## Dataset excerpts
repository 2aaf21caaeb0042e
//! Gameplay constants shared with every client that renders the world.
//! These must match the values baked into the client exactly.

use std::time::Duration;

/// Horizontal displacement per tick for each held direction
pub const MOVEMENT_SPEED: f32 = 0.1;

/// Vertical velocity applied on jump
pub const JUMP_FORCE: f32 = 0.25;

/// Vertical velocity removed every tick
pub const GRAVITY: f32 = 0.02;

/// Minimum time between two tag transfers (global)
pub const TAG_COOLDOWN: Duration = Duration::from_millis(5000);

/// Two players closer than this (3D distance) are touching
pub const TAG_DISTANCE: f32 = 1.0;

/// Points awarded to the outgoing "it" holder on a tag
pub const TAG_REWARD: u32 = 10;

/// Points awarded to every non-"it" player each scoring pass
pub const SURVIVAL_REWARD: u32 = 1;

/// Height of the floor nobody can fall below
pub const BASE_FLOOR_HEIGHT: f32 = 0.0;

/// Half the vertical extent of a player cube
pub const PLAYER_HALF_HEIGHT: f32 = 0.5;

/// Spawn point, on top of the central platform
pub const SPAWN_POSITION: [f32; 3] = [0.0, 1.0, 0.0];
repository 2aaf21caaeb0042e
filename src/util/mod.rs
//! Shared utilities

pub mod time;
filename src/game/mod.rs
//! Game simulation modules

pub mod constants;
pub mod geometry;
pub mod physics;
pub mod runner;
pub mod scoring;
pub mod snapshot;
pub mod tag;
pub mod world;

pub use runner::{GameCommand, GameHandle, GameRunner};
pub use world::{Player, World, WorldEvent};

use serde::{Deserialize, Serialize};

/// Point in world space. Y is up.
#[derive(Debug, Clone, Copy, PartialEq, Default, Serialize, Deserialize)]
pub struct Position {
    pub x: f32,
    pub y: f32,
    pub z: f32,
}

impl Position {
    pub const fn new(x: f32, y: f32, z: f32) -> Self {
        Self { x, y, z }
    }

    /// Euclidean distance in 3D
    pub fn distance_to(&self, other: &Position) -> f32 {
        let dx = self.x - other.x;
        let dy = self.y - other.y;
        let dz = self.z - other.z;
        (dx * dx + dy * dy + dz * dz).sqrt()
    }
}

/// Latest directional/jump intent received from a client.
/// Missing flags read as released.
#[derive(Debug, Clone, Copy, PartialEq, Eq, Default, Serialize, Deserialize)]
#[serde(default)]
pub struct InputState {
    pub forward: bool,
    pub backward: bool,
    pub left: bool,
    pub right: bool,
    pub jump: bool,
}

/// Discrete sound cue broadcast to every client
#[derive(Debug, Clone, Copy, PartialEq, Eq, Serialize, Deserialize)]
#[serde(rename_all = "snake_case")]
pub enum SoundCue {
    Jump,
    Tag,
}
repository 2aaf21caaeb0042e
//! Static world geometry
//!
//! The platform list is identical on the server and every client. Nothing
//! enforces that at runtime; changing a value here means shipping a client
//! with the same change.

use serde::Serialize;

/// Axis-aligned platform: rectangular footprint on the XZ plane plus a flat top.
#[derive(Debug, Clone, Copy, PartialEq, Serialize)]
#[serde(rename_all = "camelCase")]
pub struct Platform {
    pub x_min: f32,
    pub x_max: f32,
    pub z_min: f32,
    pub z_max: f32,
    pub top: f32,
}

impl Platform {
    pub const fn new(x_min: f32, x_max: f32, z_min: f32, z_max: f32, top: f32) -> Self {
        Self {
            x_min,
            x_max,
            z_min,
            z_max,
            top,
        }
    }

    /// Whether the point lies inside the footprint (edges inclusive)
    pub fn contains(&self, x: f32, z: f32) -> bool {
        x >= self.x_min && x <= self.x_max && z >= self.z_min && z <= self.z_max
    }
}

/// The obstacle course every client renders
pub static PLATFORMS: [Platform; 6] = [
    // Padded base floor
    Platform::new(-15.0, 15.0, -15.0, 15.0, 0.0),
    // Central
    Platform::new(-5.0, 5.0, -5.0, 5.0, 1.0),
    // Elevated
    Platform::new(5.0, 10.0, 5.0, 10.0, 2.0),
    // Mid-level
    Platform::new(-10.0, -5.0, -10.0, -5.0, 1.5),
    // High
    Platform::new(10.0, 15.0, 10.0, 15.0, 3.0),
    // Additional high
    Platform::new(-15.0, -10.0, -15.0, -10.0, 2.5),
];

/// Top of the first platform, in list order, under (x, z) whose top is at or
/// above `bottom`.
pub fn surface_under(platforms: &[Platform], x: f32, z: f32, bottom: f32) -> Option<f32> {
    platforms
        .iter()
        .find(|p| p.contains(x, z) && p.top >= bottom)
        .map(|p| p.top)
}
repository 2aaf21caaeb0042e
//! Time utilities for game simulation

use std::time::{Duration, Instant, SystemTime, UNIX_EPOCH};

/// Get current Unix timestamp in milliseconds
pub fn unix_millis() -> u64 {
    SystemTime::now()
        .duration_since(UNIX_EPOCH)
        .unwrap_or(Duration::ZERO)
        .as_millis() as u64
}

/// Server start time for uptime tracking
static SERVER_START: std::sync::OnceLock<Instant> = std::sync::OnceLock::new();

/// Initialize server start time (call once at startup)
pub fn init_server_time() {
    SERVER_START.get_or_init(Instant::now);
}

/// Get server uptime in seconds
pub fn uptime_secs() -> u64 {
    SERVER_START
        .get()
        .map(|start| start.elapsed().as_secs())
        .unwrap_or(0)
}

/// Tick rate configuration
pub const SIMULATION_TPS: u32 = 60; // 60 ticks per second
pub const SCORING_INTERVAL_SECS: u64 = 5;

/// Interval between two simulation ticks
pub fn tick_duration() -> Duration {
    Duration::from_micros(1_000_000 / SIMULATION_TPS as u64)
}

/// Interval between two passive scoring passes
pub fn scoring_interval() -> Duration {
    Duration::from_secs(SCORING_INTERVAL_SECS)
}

## Aim of the exercise
Looking at the records above, return exactly the lines from the line with "the central platform" to the line with "space. Y is up.", both ends included.

## Reply to the task
/// Spawn point, on top of the central platform
pub const SPAWN_POSITION: [f32; 3] = [0.0, 1.0, 0.0];
repository 2aaf21caaeb0042e
filename src/util/mod.rs
//! Shared utilities

pub mod time;
filename src/game/mod.rs
//! Game simulation modules

pub mod constants;
pub mod geometry;
pub mod physics;
pub mod runner;
pub mod scoring;
pub mod snapshot;
pub mod tag;
pub mod world;

pub use runner::{GameCommand, GameHandle, GameRunner};
pub use world::{Player, World, WorldEvent};

use serde::{Deserialize, Serialize};

/// Point in world space. Y is up.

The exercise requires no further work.